• _MATERIAL FOR THIS TASK_:
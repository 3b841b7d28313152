//! # Core Entities
//!
//! Identity and remote-module descriptors. Serialized field names follow the
//! cross-module wire contract, so every struct renames to `camelCase`.

use std::collections::BTreeMap;

use serde::{Deserialize, Serialize};

/// The authenticated user record.
///
/// Owned exclusively by the Session Manager: created on successful
/// authentication, destroyed on sign-out, persisted as JSON under a fixed
/// storage key. At most one identity is active per process; its absence
/// means the process is unauthenticated.
#[derive(Debug, Clone, PartialEq, Eq, Serialize, Deserialize)]
#[serde(rename_all = "camelCase")]
pub struct Identity {
    /// Stable unique id, generated at authentication time.
    pub id: String,
    /// The address the user authenticated with.
    pub email: String,
    /// Human-readable name shown by consuming modules.
    pub display_name: String,
    /// Reference to an avatar image, when one could be derived.
    #[serde(default, skip_serializing_if = "Option::is_none")]
    pub avatar_ref: Option<String>,
}

/// Read-only view of the session, handed to remote modules.
///
/// Modules consume this snapshot (and listen for `auth-change` on the bus);
/// they never reach into the Session Manager's internals.
#[derive(Debug, Clone, PartialEq, Eq, Serialize, Deserialize)]
#[serde(rename_all = "camelCase")]
pub struct SessionSnapshot {
    /// The active identity, if any.
    pub user: Option<Identity>,
    /// True when `user` is present.
    pub is_authenticated: bool,
    /// True while a restore or sign-in/sign-up is in flight.
    pub is_loading: bool,
}

impl SessionSnapshot {
    /// Snapshot of a process that has not yet restored its session.
    #[must_use]
    pub fn loading() -> Self {
        Self {
            user: None,
            is_authenticated: false,
            is_loading: true,
        }
    }
}

/// What the loader does when the primary (network) resolution fails.
#[derive(Debug, Clone, Copy, Default, PartialEq, Eq, Serialize, Deserialize)]
#[serde(rename_all = "kebab-case")]
pub enum FallbackBehavior {
    /// Resolve a locally registered stand-in module by name.
    #[default]
    LocalRegistry,
    /// Fail without a fallback attempt.
    Fail,
}

/// Descriptor for one named remote module.
///
/// Immutable once resolved from configuration; descriptors are looked up by
/// name and never duplicated. `timeout_ms` and `max_retries` are enforced by
/// the network transport adapter, not by the loader itself.
#[derive(Debug, Clone, PartialEq, Eq, Serialize, Deserialize)]
#[serde(rename_all = "camelCase")]
pub struct RemoteAppConfig {
    /// Unique remote name (also the fallback-registry key).
    pub name: String,
    /// Base URL the remote is served from.
    pub url: String,
    /// Federation scope the remote registers under.
    pub scope: String,
    /// Entry path appended to `url` to fetch the remote's manifest.
    pub module: String,
    /// Fallback behavior when the primary resolution fails.
    #[serde(default)]
    pub fallback: FallbackBehavior,
    /// Per-attempt fetch timeout in milliseconds.
    #[serde(default, skip_serializing_if = "Option::is_none")]
    pub timeout_ms: Option<u64>,
    /// Additional fetch attempts after the first.
    #[serde(default, skip_serializing_if = "Option::is_none")]
    pub max_retries: Option<u32>,
}

impl RemoteAppConfig {
    /// Full URL of the remote's entry manifest.
    #[must_use]
    pub fn entry_url(&self) -> String {
        format!("{}{}", self.url, self.module)
    }
}

/// The JSON document a remote's entry URL serves.
///
/// A manifest whose `name` does not match the descriptor it was fetched for
/// counts as a malformed export.
#[derive(Debug, Clone, PartialEq, Eq, Serialize, Deserialize)]
#[serde(rename_all = "camelCase")]
pub struct RemoteEntryManifest {
    /// Remote name; must match the descriptor's.
    pub name: String,
    /// Version the remote was built as.
    #[serde(default)]
    pub version: String,
    /// Build timestamp, as reported by the remote's build.
    #[serde(default)]
    pub build_time: String,
    /// Shared dependencies the remote was built against.
    #[serde(default)]
    pub dependencies: BTreeMap<String, String>,
}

• _WORK INSTRUCTIONS_: For every line in the data above that holds "under", return the line itself.

• _RESPONSE_:
/// authentication, destroyed on sign-out, persisted as JSON under a fixed
    /// Federation scope the remote registers under.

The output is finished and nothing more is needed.